— GOAL OF THE EXERCISE —
Among the records, how many lines carry the string "previous"? Give that number with nothing added.

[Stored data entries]
+ + +

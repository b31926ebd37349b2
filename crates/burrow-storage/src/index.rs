use burrow_core::error::Result;
use burrow_core::{Lookup, ShortCode, StorageError, UrlRecord};
use burrow_generator::Generator;
use std::collections::{HashMap, HashSet};

/// How many candidate codes a backend draws before giving up on a create.
pub const MAX_GENERATE_ATTEMPTS: usize = 8;

/// In-memory index shared by the memory and journal backends.
///
/// Keeps the records keyed by short code plus a reverse `original_url -> code`
/// map so duplicate URLs are detected in O(1). Callers guard it with a single
/// reader/writer lock.
#[derive(Debug, Default)]
pub(crate) struct UrlIndex {
    by_code: HashMap<ShortCode, UrlRecord>,
    by_url: HashMap<String, ShortCode>,
}

impl UrlIndex {
    pub(crate) fn len(&self) -> usize {
        self.by_code.len()
    }

    pub(crate) fn code_for_url(&self, original_url: &str) -> Option<&ShortCode> {
        self.by_url.get(original_url)
    }

    pub(crate) fn lookup(&self, code: &ShortCode) -> Lookup {
        match self.by_code.get(code) {
            Some(record) if record.deleted => Lookup::Deleted,
            Some(record) => Lookup::Found(record.original_url.clone()),
            None => Lookup::NotFound,
        }
    }

    /// Draws codes from `generator` until one is not taken.
    pub(crate) fn allocate<G: Generator>(&self, generator: &G) -> Result<ShortCode> {
        for _ in 0..MAX_GENERATE_ATTEMPTS {
            let candidate = generator.generate();
            if !self.by_code.contains_key(&candidate) {
                return Ok(candidate);
            }
            tracing::debug!(code = %candidate, "generated short code collides, retrying");
        }
        Err(StorageError::CodeSpaceExhausted {
            attempts: MAX_GENERATE_ATTEMPTS,
        })
    }

    /// Inserts or replaces the record for its code. The last write wins,
    /// except that a deleted record never comes back to life.
    pub(crate) fn upsert(&mut self, mut record: UrlRecord) {
        if let Some(previous) = self.by_code.get(&record.short_code) {
            record.deleted |= previous.deleted;
            if previous.original_url != record.original_url
                && self.by_url.get(&previous.original_url) == Some(&record.short_code)
            {
                self.by_url.remove(&previous.original_url);
            }
        }
        self.by_url
            .insert(record.original_url.clone(), record.short_code.clone());
        self.by_code.insert(record.short_code.clone(), record);
    }

    pub(crate) fn list_by_owner(&self, owner_id: &str) -> Vec<UrlRecord> {
        self.by_code
            .values()
            .filter(|record| !record.deleted && record.is_owned_by(owner_id))
            .cloned()
            .collect()
    }

    /// Returns the live records among `codes` owned by `owner_id`, each once,
    /// already flagged as deleted. Nothing is changed.
    pub(crate) fn deletable(&self, owner_id: &str, codes: &[ShortCode]) -> Vec<UrlRecord> {
        let mut seen = HashSet::new();
        codes
            .iter()
            .filter(|code| seen.insert(*code))
            .filter_map(|code| self.by_code.get(code))
            .filter(|record| !record.deleted && record.is_owned_by(owner_id))
            .map(|record| UrlRecord {
                deleted: true,
                ..record.clone()
            })
            .collect()
    }

    pub(crate) fn mark_deleted(&mut self, codes: impl IntoIterator<Item = ShortCode>) {
        for code in codes {
            if let Some(record) = self.by_code.get_mut(&code) {
                record.deleted = true;
            }
        }
    }

    /// All records ordered by short code.
    pub(crate) fn snapshot(&self) -> Vec<UrlRecord> {
        let mut records: Vec<_> = self.by_code.values().cloned().collect();
        records.sort_by(|a, b| a.short_code.cmp(&b.short_code));
        records
    }
}

/// Builds the record for a freshly allocated code.
pub(crate) fn new_record(code: ShortCode, owner_id: &str, original_url: &str) -> UrlRecord {
    UrlRecord {
        id: uuid::Uuid::new_v4().to_string(),
        short_code: code,
        original_url: original_url.to_owned(),
        owner_id: owner(owner_id),
        deleted: false,
    }
}

/// An empty owner id means the record has no owner.
pub(crate) fn owner(owner_id: &str) -> Option<String> {
    (!owner_id.is_empty()).then(|| owner_id.to_owned())
}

+ + +

— WORKED SOLUTION —
5